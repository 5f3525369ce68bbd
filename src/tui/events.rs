//! Event handling for the review TUI

use crossterm::event::{KeyCode, KeyEvent, KeyModifiers};

use super::app::{App, Phase};

/// Handle a key event, returns true if the app should quit
pub fn handle_event(app: &mut App, key: KeyEvent) -> bool {
    if key.code == KeyCode::Char('c') && key.modifiers.contains(KeyModifiers::CONTROL) {
        return true;
    }

    // "nothing due" screen: any key leaves
    if app.is_empty() {
        return matches!(key.code, KeyCode::Enter | KeyCode::Esc | KeyCode::Char(_));
    }

    match app.phase {
        Phase::Answering => handle_answering(app, key),
        Phase::Checked { .. } => handle_checked(app, key),
    }
}

fn handle_answering(app: &mut App, key: KeyEvent) -> bool {
    match key.code {
        KeyCode::Enter => app.submit(),
        KeyCode::Backspace => {
            app.input.pop();
        }
        KeyCode::Char(c) => app.input.push(c),
        _ => {}
    }
    false
}

fn handle_checked(app: &mut App, key: KeyEvent) -> bool {
    match key.code {
        KeyCode::Char('n') | KeyCode::Right | KeyCode::Tab => !app.next_card(),
        KeyCode::Char('q') | KeyCode::Esc => true,
        _ => false,
    }
}

#[cfg(test)]
mod tests {
    use super::*;
    use crate::card::test_card;
    use crate::srs::BoxIntervals;
    use crossterm::event::KeyEvent;

    fn key(code: KeyCode) -> KeyEvent {
        KeyEvent::from(code)
    }

    fn two_card_app() -> App {
        let mut a = test_card("a");
        a.answer = "--flag".to_string();
        let mut b = test_card("b");
        b.answer = "--flag".to_string();
        App::new(&[a, b], BoxIntervals::default())
    }

    #[test]
    fn test_typing_and_submitting() {
        let mut app = two_card_app();
        for c in "--flag".chars() {
            assert!(!handle_event(&mut app, key(KeyCode::Char(c))));
        }
        assert_eq!(app.input, "--flag");
        assert!(!handle_event(&mut app, key(KeyCode::Enter)));
        assert_eq!(app.phase, Phase::Checked { correct: true });
    }

    #[test]
    fn test_backspace() {
        let mut app = two_card_app();
        handle_event(&mut app, key(KeyCode::Char('x')));
        handle_event(&mut app, key(KeyCode::Backspace));
        assert!(app.input.is_empty());
    }

    #[test]
    fn test_next_after_check() {
        let mut app = two_card_app();
        handle_event(&mut app, key(KeyCode::Enter));
        // 'n' is ignored while answering, advances once checked
        assert!(!handle_event(&mut app, key(KeyCode::Char('n'))));
        assert_eq!(app.idx, 1);
    }

    #[test]
    fn test_quit_on_last_card() {
        let mut app = two_card_app();
        handle_event(&mut app, key(KeyCode::Enter));
        handle_event(&mut app, key(KeyCode::Char('n')));
        handle_event(&mut app, key(KeyCode::Enter));
        // advancing past the last card quits
        assert!(handle_event(&mut app, key(KeyCode::Tab)));
    }

    #[test]
    fn test_q_only_quits_after_check() {
        let mut app = two_card_app();
        assert!(!handle_event(&mut app, key(KeyCode::Char('q'))));
        assert_eq!(app.input, "q", "'q' is just a letter while answering");
        handle_event(&mut app, key(KeyCode::Enter));
        assert!(handle_event(&mut app, key(KeyCode::Char('q'))));
    }

    #[test]
    fn test_ctrl_c_always_quits() {
        let mut app = two_card_app();
        let ev = KeyEvent::new(KeyCode::Char('c'), KeyModifiers::CONTROL);
        assert!(handle_event(&mut app, ev));
    }

    #[test]
    fn test_empty_session_any_key_quits() {
        let mut app = App::new(&[], BoxIntervals::default());
        assert!(handle_event(&mut app, key(KeyCode::Enter)));
    }
}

§ **What the task asks**
Output the entries above word for word.

§ **Output for this task**
repository 5f3525369ce68bbd
filename src/tui/events.rs
//! Event handling for the review TUI

use crossterm::event::{KeyCode, KeyEvent, KeyModifiers};

use super::app::{App, Phase};

/// Handle a key event, returns true if the app should quit
pub fn handle_event(app: &mut App, key: KeyEvent) -> bool {
    if key.code == KeyCode::Char('c') && key.modifiers.contains(KeyModifiers::CONTROL) {
        return true;
    }

    // "nothing due" screen: any key leaves
    if app.is_empty() {
        return matches!(key.code, KeyCode::Enter | KeyCode::Esc | KeyCode::Char(_));
    }

    match app.phase {
        Phase::Answering => handle_answering(app, key),
        Phase::Checked { .. } => handle_checked(app, key),
    }
}

fn handle_answering(app: &mut App, key: KeyEvent) -> bool {
    match key.code {
        KeyCode::Enter => app.submit(),
        KeyCode::Backspace => {
            app.input.pop();
        }
        KeyCode::Char(c) => app.input.push(c),
        _ => {}
    }
    false
}

fn handle_checked(app: &mut App, key: KeyEvent) -> bool {
    match key.code {
        KeyCode::Char('n') | KeyCode::Right | KeyCode::Tab => !app.next_card(),
        KeyCode::Char('q') | KeyCode::Esc => true,
        _ => false,
    }
}

#[cfg(test)]
mod tests {
    use super::*;
    use crate::card::test_card;
    use crate::srs::BoxIntervals;
    use crossterm::event::KeyEvent;

    fn key(code: KeyCode) -> KeyEvent {
        KeyEvent::from(code)
    }

    fn two_card_app() -> App {
        let mut a = test_card("a");
        a.answer = "--flag".to_string();
        let mut b = test_card("b");
        b.answer = "--flag".to_string();
        App::new(&[a, b], BoxIntervals::default())
    }

    #[test]
    fn test_typing_and_submitting() {
        let mut app = two_card_app();
        for c in "--flag".chars() {
            assert!(!handle_event(&mut app, key(KeyCode::Char(c))));
        }
        assert_eq!(app.input, "--flag");
        assert!(!handle_event(&mut app, key(KeyCode::Enter)));
        assert_eq!(app.phase, Phase::Checked { correct: true });
    }

    #[test]
    fn test_backspace() {
        let mut app = two_card_app();
        handle_event(&mut app, key(KeyCode::Char('x')));
        handle_event(&mut app, key(KeyCode::Backspace));
        assert!(app.input.is_empty());
    }

    #[test]
    fn test_next_after_check() {
        let mut app = two_card_app();
        handle_event(&mut app, key(KeyCode::Enter));
        // 'n' is ignored while answering, advances once checked
        assert!(!handle_event(&mut app, key(KeyCode::Char('n'))));
        assert_eq!(app.idx, 1);
    }

    #[test]
    fn test_quit_on_last_card() {
        let mut app = two_card_app();
        handle_event(&mut app, key(KeyCode::Enter));
        handle_event(&mut app, key(KeyCode::Char('n')));
        handle_event(&mut app, key(KeyCode::Enter));
        // advancing past the last card quits
        assert!(handle_event(&mut app, key(KeyCode::Tab)));
    }

    #[test]
    fn test_q_only_quits_after_check() {
        let mut app = two_card_app();
        assert!(!handle_event(&mut app, key(KeyCode::Char('q'))));
        assert_eq!(app.input, "q", "'q' is just a letter while answering");
        handle_event(&mut app, key(KeyCode::Enter));
        assert!(handle_event(&mut app, key(KeyCode::Char('q'))));
    }

    #[test]
    fn test_ctrl_c_always_quits() {
        let mut app = two_card_app();
        let ev = KeyEvent::new(KeyCode::Char('c'), KeyModifiers::CONTROL);
        assert!(handle_event(&mut app, ev));
    }

    #[test]
    fn test_empty_session_any_key_quits() {
        let mut app = App::new(&[], BoxIntervals::default());
        assert!(handle_event(&mut app, key(KeyCode::Enter)));
    }
}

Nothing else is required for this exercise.